Il croisa un bénitier en forme de coquillage, dépassa des confessionnaux, puis longea des alcôves qui paraissaient cacher des objets secrets de culte. Il remarqua un nouveau chandelier noirâtre, supportant quantité de cierges qui brûlaient dans des flaques de cire.
Ces lieux éveillaient en lui de sourdes réminiscences. Malgré ses origines, malgré la couleur de sa peau, son inconscient était imprégné du credo catholique. Il se souvenait des mercredis frileux du foyer, où les séances télé de l’après-midi étaient toujours précédées par les cours de catéchisme. Le martyre du Chemin de croix. La bienveillance du Christ. La multiplication des pains. Toutes ces conneries... Karim sentit monter en lui une vague de nostalgie et une étrange tendresse pour ses éducateurs ; il s’en voulut d’éprouver de tels sentiments. Le Beur ne voulait pas avoir de souvenirs ni de faiblesse à l’égard de son passé. Il était un fils du présent. Un être de l’instant. C’est du moins comme cela qu’il aimait s’envisager.
Il longea encore les voûtes. Derrière les treillis de bois, au fond des niches, il discernait des tapis sombres, des gravats blanchâtres, des tableaux tissés d’or. Une odeur de poussière enveloppait chacun de ses pas. Soudain, un bruit grave lui fit tourner la tête. Il lui fallut quelques secondes pour distinguer l’ombre dans l’ombre – et lâcher la crosse de son Glock qu’il avait saisie instinctivement.

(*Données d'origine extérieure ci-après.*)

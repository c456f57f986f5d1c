//! The builtin function library available to every dialogue.

mod boolean;
mod conversion;
mod enums;
pub(crate) mod math;
mod number;
mod string;
mod visitation;

use hashbrown::HashMap;

use crate::function::{functionify, BoxedFunction};

/// Creates the builtin function map.
#[must_use]
pub fn default_function_map() -> HashMap<String, BoxedFunction> {
    // Use an array to store function tuples to simplify insertion
    let functions: &[(&str, BoxedFunction)] = &[
        ("Number.UnaryMinus", functionify(number::unary_minus)),
        ("Number.Add", functionify(number::add)),
        ("Number.Minus", functionify(number::minus)),
        ("Number.Multiply", functionify(number::multiply)),
        ("Number.Divide", functionify(number::divide)),
        ("Number.Modulo", functionify(number::modulo)),
        ("Number.EqualTo", functionify(number::equal_to)),
        ("Number.NotEqualTo", functionify(number::not_equal_to)),
        ("Number.GreaterThan", functionify(number::greater_than)),
        ("Number.GreaterThanOrEqualTo", functionify(number::greater_than_or_equal_to)),
        ("Number.LessThan", functionify(number::less_than)),
        ("Number.LessThanOrEqualTo", functionify(number::less_than_or_equal_to)),
        ("Bool.Not", functionify(boolean::not)),
        ("Bool.EqualTo", functionify(boolean::equal_to)),
        ("Bool.NotEqualTo", functionify(boolean::not_equal_to)),
        ("Bool.Or", functionify(boolean::or)),
        ("Bool.And", functionify(boolean::and)),
        ("Bool.Xor", functionify(boolean::not_equal_to)),
        ("String.EqualTo", functionify(string::equal_to)),
        ("String.NotEqualTo", functionify(string::not_equal_to)),
        ("String.Add", functionify(string::add)),
        ("Enum.EqualTo", functionify(enums::equal_to)),
        ("Enum.NotEqualTo", functionify(enums::not_equal_to)),
        ("number", functionify(conversion::number)),
        ("string", functionify(conversion::string)),
        ("bool", functionify(conversion::bool)),
        ("visited", functionify(visitation::visited)),
        ("visited_count", functionify(visitation::visited_count)),
        ("random", functionify(math::random)),
        ("random_range", functionify(math::random_range)),
        ("dice", functionify(math::dice)),
        ("round", functionify(math::round)),
        ("round_places", functionify(math::round_places)),
        ("floor", functionify(math::floor)),
        ("ceil", functionify(math::ceil)),
        ("inc", functionify(math::inc)),
        ("dec", functionify(math::dec)),
        ("decimal", functionify(math::decimal)),
        ("int", functionify(math::int)),
    ];

    functions.iter().map(|(name, f)| ((*name).to_string(), f.clone())).collect()
}
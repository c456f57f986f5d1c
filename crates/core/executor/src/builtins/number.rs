use crate::{
    function::{expect_args, expect_number, FunctionEnv, FunctionResult},
    Value,
};

fn binary(args: &[Value], op: impl FnOnce(f64, f64) -> Value) -> FunctionResult {
    let [a, b] = expect_args::<2>(args)?;
    Ok(Some(op(expect_number(a)?, expect_number(b)?)))
}

pub(crate) fn unary_minus(_: FunctionEnv<'_>, args: &[Value]) -> FunctionResult {
    let [a] = expect_args::<1>(args)?;
    Ok(Some(Value::Number(-expect_number(a)?)))
}

pub(crate) fn add(_: FunctionEnv<'_>, args: &[Value]) -> FunctionResult {
    binary(args, |a, b| Value::Number(a + b))
}

pub(crate) fn minus(_: FunctionEnv<'_>, args: &[Value]) -> FunctionResult {
    binary(args, |a, b| Value::Number(a - b))
}

pub(crate) fn multiply(_: FunctionEnv<'_>, args: &[Value]) -> FunctionResult {
    binary(args, |a, b| Value::Number(a * b))
}

pub(crate) fn divide(_: FunctionEnv<'_>, args: &[Value]) -> FunctionResult {
    binary(args, |a, b| Value::Number(a / b))
}

/// Truncated remainder: the result takes the sign of the dividend.
pub(crate) fn modulo(_: FunctionEnv<'_>, args: &[Value]) -> FunctionResult {
    binary(args, |a, b| Value::Number(a % b))
}

#[allow(clippy::float_cmp)]
pub(crate) fn equal_to(_: FunctionEnv<'_>, args: &[Value]) -> FunctionResult {
    binary(args, |a, b| Value::Bool(a == b))
}

#[allow(clippy::float_cmp)]
pub(crate) fn not_equal_to(_: FunctionEnv<'_>, args: &[Value]) -> FunctionResult {
    binary(args, |a, b| Value::Bool(a != b))
}

pub(crate) fn greater_than(_: FunctionEnv<'_>, args: &[Value]) -> FunctionResult {
    binary(args, |a, b| Value::Bool(a > b))
}

pub(crate) fn greater_than_or_equal_to(_: FunctionEnv<'_>, args: &[Value]) -> FunctionResult {
    binary(args, |a, b| Value::Bool(a >= b))
}

pub(crate) fn less_than(_: FunctionEnv<'_>, args: &[Value]) -> FunctionResult {
    binary(args, |a, b| Value::Bool(a < b))
}

pub(crate) fn less_than_or_equal_to(_: FunctionEnv<'_>, args: &[Value]) -> FunctionResult {
    binary(args, |a, b| Value::Bool(a <= b))
}
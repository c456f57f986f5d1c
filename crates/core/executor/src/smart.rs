use crate::{
    ExecutionError, FunctionEnv, Instruction, Library, Node, Program, Value, VariableStorage,
};

/// Evaluates smart variables: nodes that compute a single value from a restricted subset of
/// the instruction set, with a private stack and no effect on the main loop.
///
/// Only pushes, pops, function calls, variable reads, forward conditional jumps and `stop` are
/// allowed. Jump destinations are absolute here, and every step must move the program counter
/// forward, which rules out loops.
pub struct SmartVariableEvaluator<'a> {
    program: &'a Program,
    storage: &'a VariableStorage,
    library: &'a Library,
}

impl<'a> SmartVariableEvaluator<'a> {
    /// Create a new evaluator over a loaded program.
    #[must_use]
    pub fn new(program: &'a Program, storage: &'a VariableStorage, library: &'a Library) -> Self {
        Self { program, storage, library }
    }

    /// Evaluate the smart variable named `name`.
    ///
    /// Returns `Ok(None)` if the program has no such node.
    pub fn evaluate(&self, name: &str) -> Result<Option<Value>, ExecutionError> {
        self.evaluate_nested(name, &mut Vec::new())
    }

    fn evaluate_nested(
        &self,
        name: &str,
        active: &mut Vec<String>,
    ) -> Result<Option<Value>, ExecutionError> {
        let Some(node) = self.program.node(name) else {
            return Ok(None);
        };
        if active.iter().any(|n| n == name) {
            return Err(ExecutionError::SmartVariableCycle { node: name.to_string() });
        }

        active.push(name.to_string());
        let result = self.run(node, active);
        active.pop();
        result.map(Some)
    }

    fn run(&self, node: &Node, active: &mut Vec<String>) -> Result<Value, ExecutionError> {
        let mut stack: Vec<Value> = Vec::new();
        let mut pc = 0;

        while let Some(instruction) = node.instructions.get(pc) {
            tracing::trace!(node = %node.name, pc, ?instruction, "smart variable step");
            let next = match instruction {
                Instruction::PushString(s) => {
                    stack.push(Value::String(s.clone()));
                    pc + 1
                }
                Instruction::PushFloat(n) => {
                    stack.push(Value::Number(*n));
                    pc + 1
                }
                Instruction::PushBool(b) => {
                    stack.push(Value::Bool(*b));
                    pc + 1
                }
                Instruction::Pop => {
                    pop(node, &mut stack)?;
                    pc + 1
                }
                Instruction::CallFunc { function_name } => {
                    self.call(node, function_name, &mut stack)?;
                    pc + 1
                }
                Instruction::PushVariable { variable_name } => {
                    stack.push(self.variable(variable_name, active)?);
                    pc + 1
                }
                Instruction::JumpIfFalse { destination } => {
                    if stack.last() == Some(&Value::Bool(false)) {
                        *destination
                    } else {
                        pc + 1
                    }
                }
                Instruction::Stop => break,
                other => {
                    return Err(ExecutionError::UnsupportedInSmartVariable {
                        node: node.name.clone(),
                        opcode: other.opcode(),
                    });
                }
            };

            if next <= pc {
                return Err(ExecutionError::SmartVariableBackwardJump {
                    node: node.name.clone(),
                    from: pc,
                    to: next,
                });
            }
            pc = next;
        }

        match stack.as_slice() {
            [value] => Ok(value.clone()),
            _ => Err(ExecutionError::SmartVariableResultCount {
                node: node.name.clone(),
                count: stack.len(),
            }),
        }
    }

    fn call(
        &self,
        node: &Node,
        function_name: &str,
        stack: &mut Vec<Value>,
    ) -> Result<(), ExecutionError> {
        let count = pop(node, stack)?
            .as_index()
            .ok_or_else(|| malformed(node, "argument count is not a count"))?;
        if count > stack.len() {
            return Err(malformed(node, "not enough arguments on the stack"));
        }
        let args = stack.split_off(stack.len() - count);

        let Some(function) = self.library.get(function_name) else {
            tracing::error!("smart variable {} called unknown function {function_name}", node.name);
            return Ok(());
        };
        let env = FunctionEnv { storage: self.storage, program: self.program };
        match function.call(env, &args) {
            Ok(Some(value)) => stack.push(value),
            Ok(None) => {
                tracing::error!(
                    "{function_name} did not return a value in smart variable {}",
                    node.name
                );
            }
            Err(source) => {
                return Err(ExecutionError::SmartVariableFunction {
                    node: node.name.clone(),
                    source,
                });
            }
        }
        Ok(())
    }

    fn variable(&self, name: &str, active: &mut Vec<String>) -> Result<Value, ExecutionError> {
        if let Some(value) = self.storage.get(name).or_else(|| self.program.initial_value(name)) {
            return Ok(value.clone());
        }
        self.evaluate_nested(name, active)?
            .ok_or_else(|| ExecutionError::UndefinedVariable { name: name.to_string() })
    }
}

fn pop(node: &Node, stack: &mut Vec<Value>) -> Result<Value, ExecutionError> {
    stack.pop().ok_or_else(|| malformed(node, "popped an empty stack"))
}

fn malformed(node: &Node, reason: &str) -> ExecutionError {
    ExecutionError::MalformedSmartVariable { node: node.name.clone(), reason: reason.to_string() }
}
fn print_button(button: &FeedbackButton) {
    let label = match button.state() {
        FeedbackState::Success => button.label().green().bold(),
        FeedbackState::Error => button.label().red().bold(),
        FeedbackState::Pending => button.label().yellow(),
        FeedbackState::Idle => button.label().normal(),
    };
    println!("  [{label}]");
}

fn print_section(title: &str) {
    println!("{}", title.bold().cyan());
    println!("{}", "=".repeat(50));
}

fn prompt_line(prompt: &str) -> Result<String> {
    print!("{prompt}");
    io::stdout().flush().context("failed to flush stdout")?;
    let mut line = String::new();
    io::stdin()
        .lock()
        .read_line(&mut line)
        .context("failed to read from stdin")?;
    Ok(line.trim().to_string())
}

// ---------------------------------------------------------------------------
// primedash login | logout | status
// ---------------------------------------------------------------------------

/// Start a session from a login-redirect URL or a bare token.
///
/// Without `redirect`, prints the backend's login URL (optionally opening
/// it) and reads the redirect URL from stdin.
pub fn run_login(config: &DashConfig, redirect: Option<&str>, open: bool) -> Result<()> {
    let input = match redirect {
        Some(input) => input.to_string(),
        None => {
            let login_url = HttpBackend::from_config(&config.backend).login_url();
            println!("{} {}", "Sign in at:".bold(), login_url.underline());
            if open && let Err(e) = open_browser(&login_url) {
                println!("  {}", format!("{e:#}").dimmed());
            }
            prompt_line("Paste the URL you were redirected to (or the session token): ")?
        }
    };

    let store = SessionStore::open_default()?;
    let boot = session::bootstrap(Some(&input), &store)?;
    if let Some(cleaned) = &boot.cleaned_url {
        println!("  {} {}", "Redirect:".dimmed(), cleaned.dimmed());
    }

    let mut dash = new_dashboard(config)?;
    if dash.boot(boot.token) {
        let user = dash.user().map(|u| u.name.clone()).unwrap_or_default();
        println!("{} Signed in as {}", "✓".green().bold(), user.bold());
        println!(
            "  {} manageable servers",
            dash.manageable_guilds().len()
        );
    } else {
        println!(
            "{} Login failed: no valid session token found.",
            "✗".red().bold()
        );
    }
    Ok(())
}

/// Drop the stored session.
pub fn run_logout(config: &DashConfig) -> Result<()> {
    let mut dash = new_dashboard(config)?;
    dash.logout();
    println!("{} Signed out", "✓".green().bold());
    Ok(())
}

Au creux d’une alcôve, sœur Andrée se tenait parfaitement immobile.
31
ELLE inclinait son visage et son voile dissimulait entièrement ses traits. Karim comprit qu’il ne verrait pas cette figure et il eut une illumination. La sœur et le petit garçon partageaient peut-être un signe, une marque sur leur visage, qui révélait un lien de parenté. La sœur et le petit garçon étaient peut-être mère et fils. Cette pensée lui empoigna l’esprit, comme un étau, au point qu’il n’entendit pas les premiers mots de la femme.
— Qu’avez-vous dit ? marmonna-t-il.
— Je vous ai demandé ce que vous vouliez.
La voix était grave, mais douce. Les crins d’un archet, voilant le timbre d’un violon.
— Ma sœur, j’appartiens à la police. Je suis venu vous parler de Jude.
Le voile sombre ne bougea pas.
— Il y a quatorze ans, reprit Karim, dans une petite ville appelée Sarzac, vous avez volé ou détruit toutes les photographies qui concernaient un petit garçon, Jude Itero. A Cahors, vous avez soudoyé un photographe. Vous avez trompé des enfants. Vous avez provoqué des incendies, commis des vols. Tout ça pour effacer un visage sur le papier glacé de quelques photos. Pourquoi ?
La sœur restait immobile. Son voile formait un arceau de néant.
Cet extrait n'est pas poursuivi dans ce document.